DATA RECORDS Start Marker

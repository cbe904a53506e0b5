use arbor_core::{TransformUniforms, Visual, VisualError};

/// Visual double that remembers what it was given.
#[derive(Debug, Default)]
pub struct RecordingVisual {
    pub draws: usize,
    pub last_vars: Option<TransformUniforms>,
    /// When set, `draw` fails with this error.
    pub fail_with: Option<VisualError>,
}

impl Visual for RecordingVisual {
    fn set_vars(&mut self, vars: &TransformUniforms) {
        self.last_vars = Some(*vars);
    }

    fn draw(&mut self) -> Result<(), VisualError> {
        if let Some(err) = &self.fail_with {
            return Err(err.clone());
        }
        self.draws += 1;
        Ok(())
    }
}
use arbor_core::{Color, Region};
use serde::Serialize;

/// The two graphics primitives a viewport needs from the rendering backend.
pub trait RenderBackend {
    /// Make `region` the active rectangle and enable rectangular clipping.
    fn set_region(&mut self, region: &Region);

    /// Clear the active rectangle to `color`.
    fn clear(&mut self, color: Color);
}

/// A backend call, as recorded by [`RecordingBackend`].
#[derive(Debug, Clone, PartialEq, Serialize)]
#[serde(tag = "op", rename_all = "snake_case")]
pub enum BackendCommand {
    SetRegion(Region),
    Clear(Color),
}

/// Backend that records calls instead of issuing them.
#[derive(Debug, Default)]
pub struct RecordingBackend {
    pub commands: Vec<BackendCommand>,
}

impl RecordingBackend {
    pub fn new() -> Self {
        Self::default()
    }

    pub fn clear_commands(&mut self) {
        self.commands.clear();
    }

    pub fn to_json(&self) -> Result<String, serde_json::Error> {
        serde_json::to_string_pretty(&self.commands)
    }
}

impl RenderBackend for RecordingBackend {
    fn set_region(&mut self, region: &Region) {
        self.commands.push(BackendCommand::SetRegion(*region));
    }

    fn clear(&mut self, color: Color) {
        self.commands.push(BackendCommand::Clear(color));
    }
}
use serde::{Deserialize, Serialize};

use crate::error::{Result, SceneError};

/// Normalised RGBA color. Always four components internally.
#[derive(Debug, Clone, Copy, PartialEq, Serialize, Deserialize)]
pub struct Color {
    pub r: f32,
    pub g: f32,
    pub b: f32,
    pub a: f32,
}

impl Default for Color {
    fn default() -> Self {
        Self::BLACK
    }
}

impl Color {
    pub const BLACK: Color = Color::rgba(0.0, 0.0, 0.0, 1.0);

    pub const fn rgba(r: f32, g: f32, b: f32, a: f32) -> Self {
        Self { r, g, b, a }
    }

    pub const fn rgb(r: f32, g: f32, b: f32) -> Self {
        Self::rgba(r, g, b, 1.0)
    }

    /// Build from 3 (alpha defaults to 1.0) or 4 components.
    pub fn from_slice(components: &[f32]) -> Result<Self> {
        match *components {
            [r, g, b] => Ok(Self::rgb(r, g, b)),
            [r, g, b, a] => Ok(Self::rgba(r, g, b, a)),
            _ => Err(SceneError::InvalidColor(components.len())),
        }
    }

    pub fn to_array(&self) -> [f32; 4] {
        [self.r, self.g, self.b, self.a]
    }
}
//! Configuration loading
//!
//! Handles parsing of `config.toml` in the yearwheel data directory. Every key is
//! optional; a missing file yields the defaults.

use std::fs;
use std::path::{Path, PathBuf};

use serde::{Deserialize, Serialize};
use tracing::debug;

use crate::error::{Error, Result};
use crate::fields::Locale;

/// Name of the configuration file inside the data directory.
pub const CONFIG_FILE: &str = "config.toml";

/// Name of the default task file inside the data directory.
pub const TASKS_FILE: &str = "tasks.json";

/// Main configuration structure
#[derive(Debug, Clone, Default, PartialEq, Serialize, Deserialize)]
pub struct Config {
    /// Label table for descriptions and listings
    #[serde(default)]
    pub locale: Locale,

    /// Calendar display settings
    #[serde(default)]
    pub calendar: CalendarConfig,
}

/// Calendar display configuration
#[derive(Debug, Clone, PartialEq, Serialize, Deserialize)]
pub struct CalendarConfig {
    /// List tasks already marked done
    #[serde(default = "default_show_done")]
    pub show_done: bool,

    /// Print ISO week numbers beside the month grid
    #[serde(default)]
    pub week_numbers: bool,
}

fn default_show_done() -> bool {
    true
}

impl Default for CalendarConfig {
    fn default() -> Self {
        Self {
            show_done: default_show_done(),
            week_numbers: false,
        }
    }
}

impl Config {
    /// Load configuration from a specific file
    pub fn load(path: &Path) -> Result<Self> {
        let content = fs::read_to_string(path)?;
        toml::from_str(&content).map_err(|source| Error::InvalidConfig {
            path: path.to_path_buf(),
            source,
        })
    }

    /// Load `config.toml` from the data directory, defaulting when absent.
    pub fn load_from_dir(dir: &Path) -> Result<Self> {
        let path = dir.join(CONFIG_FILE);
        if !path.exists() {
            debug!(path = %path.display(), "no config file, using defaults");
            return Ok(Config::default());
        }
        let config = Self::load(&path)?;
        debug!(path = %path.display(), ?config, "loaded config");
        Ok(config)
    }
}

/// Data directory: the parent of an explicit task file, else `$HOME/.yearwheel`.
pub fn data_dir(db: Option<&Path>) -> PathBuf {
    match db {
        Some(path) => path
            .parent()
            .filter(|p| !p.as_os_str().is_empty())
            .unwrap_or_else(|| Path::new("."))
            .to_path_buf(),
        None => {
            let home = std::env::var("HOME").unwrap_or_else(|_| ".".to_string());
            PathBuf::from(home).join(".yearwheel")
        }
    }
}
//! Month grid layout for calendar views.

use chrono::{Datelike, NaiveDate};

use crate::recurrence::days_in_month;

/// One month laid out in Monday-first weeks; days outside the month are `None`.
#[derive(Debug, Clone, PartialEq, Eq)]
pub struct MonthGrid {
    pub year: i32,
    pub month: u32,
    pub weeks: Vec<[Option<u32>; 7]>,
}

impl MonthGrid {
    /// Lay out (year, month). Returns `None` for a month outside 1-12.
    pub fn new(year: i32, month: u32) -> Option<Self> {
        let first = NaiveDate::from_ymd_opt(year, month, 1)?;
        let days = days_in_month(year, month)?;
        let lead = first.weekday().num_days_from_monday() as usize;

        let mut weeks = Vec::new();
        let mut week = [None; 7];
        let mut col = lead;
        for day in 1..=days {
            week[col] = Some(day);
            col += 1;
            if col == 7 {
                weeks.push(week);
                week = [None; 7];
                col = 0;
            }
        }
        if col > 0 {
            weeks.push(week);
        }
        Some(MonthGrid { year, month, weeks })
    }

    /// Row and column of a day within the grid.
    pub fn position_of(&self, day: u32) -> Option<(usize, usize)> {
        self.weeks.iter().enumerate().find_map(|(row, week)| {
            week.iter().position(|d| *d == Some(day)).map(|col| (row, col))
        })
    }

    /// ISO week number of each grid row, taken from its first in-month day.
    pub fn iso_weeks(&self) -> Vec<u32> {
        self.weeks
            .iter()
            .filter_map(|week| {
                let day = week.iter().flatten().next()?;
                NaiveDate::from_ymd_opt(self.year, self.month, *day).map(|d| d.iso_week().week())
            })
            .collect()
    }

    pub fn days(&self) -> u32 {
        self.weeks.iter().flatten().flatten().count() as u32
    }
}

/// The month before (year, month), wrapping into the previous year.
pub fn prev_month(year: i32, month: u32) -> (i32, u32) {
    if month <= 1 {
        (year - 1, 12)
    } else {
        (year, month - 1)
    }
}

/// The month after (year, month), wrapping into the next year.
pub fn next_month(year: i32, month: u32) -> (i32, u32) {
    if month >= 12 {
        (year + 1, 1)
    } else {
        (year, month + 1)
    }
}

DATA RECORDS End Marker

**ACTIVITY:** Pull out every line holding "SetRegion" from the records above, and copy it.

**ANSWER AREA:**
    SetRegion(Region),
        self.commands.push(BackendCommand::SetRegion(*region));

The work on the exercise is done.